La aceituna.— Pues yo te juro…

El tapón.— Calla, que alguien viene. (Un camarero comienza a retirar el servicio. Advierte la presencia de la aceituna y la coge).

La aceituna.— ¡Canalla!

El tapón.— ¡Llegó tu hora; véngate!

La aceituna.— (Ya en la boca del camarero). ¡Si…! ¡Ay, que me muerde…! ¡Animal…! ¡Socorro! (El camarero monda muy requetebién el hueso y lo arroja al suelo).

El hueso.— (Botando). ¡Ladrón! ¡No hay derecho! Me ha pelado con el cero.

(El camarero toma la lonja de salchichón y quita la cubierta).

El salchichón.— ¡Ay, que me desnuda!

El camarero.— (Comiéndoselo con pimienta y todo y masticando con todas sus fuerzas). ¡Vaya un cerdo duro!

El salchichón.— (Casi sin alientos). ¡Burro…! ¡Soy burro! (Pataleando cae en el estómago y se encuentra con la aceituna). ¡Venganza!

La aceituna.— ¡Sí! ¡Muera! (Los dos se ponen de pie en el estómago: ¡una gracia!).

El salchichón.— Ahora verás: voy a colocarme en la puerta que conduce a los callejones y a obstruir la salida.

La aceituna.— Muy bien; yo, entretanto, molestaré al ácido clorhídrico.

(La aceituna insulta al susodicho ácido llamándole cosas dulces, que es lo que más debe molestarle, y el ácido clorhídrico inunda el estómago para reducir a la vocinglera. El camarero se siente muy molesto).

El salchichón.— (Hinchado de orgullo). ¡Vamos a vencer!

El camarero.— ¡Rediez! Algo se me ha puesto de pie en el estómago; tomaré un poco de bicarbonato. (Se atiza una cucharada del químicamente puro).

El bicarbonato.— (Cayendo en el estómago como una especie de Atila). ¡A ver! ¿Qué pasa aquí? (El ácido clorhídrico, asustado, se desmaya). ¿Qué es esto? (Notando la presencia del salchichón y de la aceituna). ¡Hola! Estamos tonteando, ¿eh?

El salchichón.— Es que…

El bicarbonato.— (Rugiendo). ¡Silencio!

La aceituna.— Pero…

El bicarbonato.— ¡Silencio digo! Aquí no habla nadie más que yo. ¡Tú, al callejón, pronto…! (El salchichón hace mutis más que de prisa). Y tú, rinde tus armas al momento. (La aceituna entrega sus ácidos y el bicarbonato los destruye). ¡Yo soy el compañero del hombre, el amigo del hombre…! (Muy satisfecho al ver que nadie rechista). Voy a decirle que está servido. (Sube por el esófago, se asoma a la faringe y le agita al camarero la campanilla). Aquí no ha sucedido nada.

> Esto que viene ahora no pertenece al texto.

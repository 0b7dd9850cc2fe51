//! Typed errors for the label core.
//!
//! Parsing, layout and rasterizing never fail; these errors cover the few
//! places where a caller must supply something: a non-empty code list for
//! generation, and option names typed in by a user.

use thiserror::Error;

/// Errors returned by the label core.
#[non_exhaustive]
#[derive(Debug, Clone, PartialEq, Eq, Error)]
pub enum LabelError {
    /// A required argument was missing or empty.
    #[error("invalid input: {0}")]
    InvalidInput(String),

    /// A label format key that is not in the format table.
    #[error("unknown label format '{0}' (expected one of: auto, 100x150, 60x40, 58x100, 80x50)")]
    UnknownFormat(String),

    /// A barcode symbology name that is not supported.
    #[error("unknown symbology '{0}' (expected one of: code128, code39, ean13, qr)")]
    UnknownSymbology(String),

    /// An orientation name other than portrait or landscape.
    #[error("unknown orientation '{0}' (expected portrait or landscape)")]
    UnknownOrientation(String),
}
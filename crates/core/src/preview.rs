//! The preview pipeline: parse, lay out and rasterize in one call.

use serde::{Deserialize, Serialize};

use crate::grammar::ast::{DrawCommand, LabelDocument};
use crate::grammar::diag::Diagnostic;
use crate::grammar::lexer::split_forms;
use crate::grammar::parser::parse_str;
use crate::layout::{layout, truncate};
use crate::raster::{PixelCanvas, rasterize};

/// Options for [`render_preview`].
#[derive(Debug, Clone, Copy, PartialEq, Serialize, Deserialize)]
#[serde(default)]
pub struct RenderOptions {
    /// Canvas pixels per document dot. Clamped to
    /// [`MIN_SCALE`](Self::MIN_SCALE)..=[`MAX_SCALE`](Self::MAX_SCALE).
    pub scale: f64,
}

impl RenderOptions {
    /// Smallest accepted scale.
    pub const MIN_SCALE: f64 = 0.5;
    /// Largest accepted scale.
    pub const MAX_SCALE: f64 = 5.0;
    /// Scale used when none is given.
    pub const DEFAULT_SCALE: f64 = 2.0;

    /// Options with the given scale.
    pub fn with_scale(scale: f64) -> Self {
        Self { scale }
    }

    /// The scale actually used: clamped to the accepted range, with NaN
    /// replaced by the default.
    pub fn effective_scale(&self) -> f64 {
        if self.scale.is_nan() {
            Self::DEFAULT_SCALE
        } else {
            self.scale.clamp(Self::MIN_SCALE, Self::MAX_SCALE)
        }
    }
}

impl Default for RenderOptions {
    fn default() -> Self {
        Self {
            scale: Self::DEFAULT_SCALE,
        }
    }
}

/// A rendered label.
#[derive(Debug, Clone)]
pub struct Preview {
    /// Document setup the preview was rendered from.
    pub document: LabelDocument,
    /// Parsed draw commands.
    pub commands: Vec<DrawCommand>,
    /// Scale that was applied, after [`fit_scale`].
    pub scale: f64,
    /// The rendered pixels.
    pub canvas: PixelCanvas,
    /// Parser findings.
    pub diagnostics: Vec<Diagnostic>,
}

/// Longest canvas side in pixels.
pub const MAX_CANVAS_SIDE: u32 = 10_000;

/// `scale`, lowered on both axes so the longer side of `doc` stays within
/// [`MAX_CANVAS_SIDE`]. May fall below [`RenderOptions::MIN_SCALE`].
pub fn fit_scale(doc: &LabelDocument, scale: f64) -> f64 {
    let longest = doc.width_dots.max(doc.height_dots).max(1);
    scale.min(f64::from(MAX_CANVAS_SIDE) / f64::from(longest))
}

/// Canvas size for `doc` at `scale` (after [`fit_scale`]): truncated and
/// at least 1 x 1.
pub fn canvas_size(doc: &LabelDocument, scale: f64) -> (u32, u32) {
    let scale = fit_scale(doc, scale);
    let side = |dots: u32| {
        u32::try_from(truncate(f64::from(dots) * scale))
            .unwrap_or(0)
            .clamp(1, MAX_CANVAS_SIDE)
    };
    (side(doc.width_dots), side(doc.height_dots))
}

/// Render ZPL text to a 1-bit preview.
pub fn render_preview(input: &str, options: &RenderOptions) -> Preview {
    let parsed = parse_str(input);
    let scale = fit_scale(&parsed.document, options.effective_scale());
    let (canvas_w, canvas_h) = canvas_size(&parsed.document, scale);
    let primitives = layout(&parsed.document, &parsed.commands, canvas_w, canvas_h);
    Preview {
        document: parsed.document,
        commands: parsed.commands,
        scale,
        canvas: rasterize(canvas_w, canvas_h, &primitives),
        diagnostics: parsed.diagnostics,
    }
}

/// Render each `^XA ... ^XZ` form of `input` separately.
pub fn render_forms(input: &str, options: &RenderOptions) -> Vec<Preview> {
    split_forms(input)
        .into_iter()
        .map(|form| render_preview(form, options))
        .collect()
}

#[cfg(test)]
mod tests {
    use super::*;

    #[test]
    fn scale_is_clamped() {
        assert_eq!(RenderOptions::with_scale(10.0).effective_scale(), 5.0);
        assert_eq!(RenderOptions::with_scale(0.1).effective_scale(), 0.5);
        assert_eq!(RenderOptions::with_scale(f64::NAN).effective_scale(), 2.0);
        assert_eq!(RenderOptions::default().effective_scale(), 2.0);
    }

    #[test]
    fn canvas_size_truncates() {
        let doc = LabelDocument {
            width_dots: 233,
            height_dots: 1,
            ..LabelDocument::default()
        };
        assert_eq!(canvas_size(&doc, 0.5), (116, 1));
    }

    #[test]
    fn canvas_cap_keeps_aspect_ratio() {
        let doc = LabelDocument {
            width_dots: 32_000,
            height_dots: 400,
            ..LabelDocument::default()
        };
        assert_eq!(fit_scale(&doc, 5.0), 0.3125);
        assert_eq!(canvas_size(&doc, 5.0), (MAX_CANVAS_SIDE, 125));
    }

    #[test]
    fn small_labels_keep_requested_scale() {
        let doc = LabelDocument {
            width_dots: 600,
            height_dots: 400,
            ..LabelDocument::default()
        };
        assert_eq!(fit_scale(&doc, 5.0), 5.0);
    }

    #[test]
    fn scale_one_keeps_document_size() {
        let preview = render_preview("^XA^PW600^LL400^XZ", &RenderOptions::with_scale(1.0));
        assert_eq!((preview.canvas.width(), preview.canvas.height()), (600, 400));
    }

    #[test]
    fn options_deserialize_with_default() {
        let opts: RenderOptions = serde_json::from_str("{}").unwrap();
        assert_eq!(opts, RenderOptions::default());
    }
}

El camarero.— (Se lleva una mano a las narices, mira a su alrededor, ve que no hay nadie y lanza un regüeldo, dicho sea con perdón).

El tapón.— ¡Animal!

El bicarbonato.— ¡De saluz sirva, amigo!

(Cae el telón, procurando darle al autor en la cabeza).

Una lectura

ACTO ÚNICO

(Gabinete ricamente amueblado. Un practicable en el fondo y otro en cada lateral. Época actual. Es de día).

ESCENA PRIMERA

DON MELQUÍADES y luego RAMÓN

Melquiades.— (En traje de casa. Está sentado ante una mesita en la que hay un elegante timbre y una bandeja de plata con varios sobres abiertos). ¿A ver? ¿No hay más? Sí; ésta es del interior. (Toma de la bandeja un sobre, lo rasga, saca del interior un plieguecillo de papel escrito y busca la firma). ¡Hombre! ¡De don Gabriel! (Lee). ¿Eh? ¡Por vida del diablo! ¿Otro drama? ¿Otra lectura? ¡Esto es inaguantable! Me han leído once obras en lo que va de mes y estamos a doce; casi a lectura por día. ¡Jesús! (Hace sonar el timbre). En qué mala hora me declaré partidario de las buenas letras. Esto no hay quien lo soporte.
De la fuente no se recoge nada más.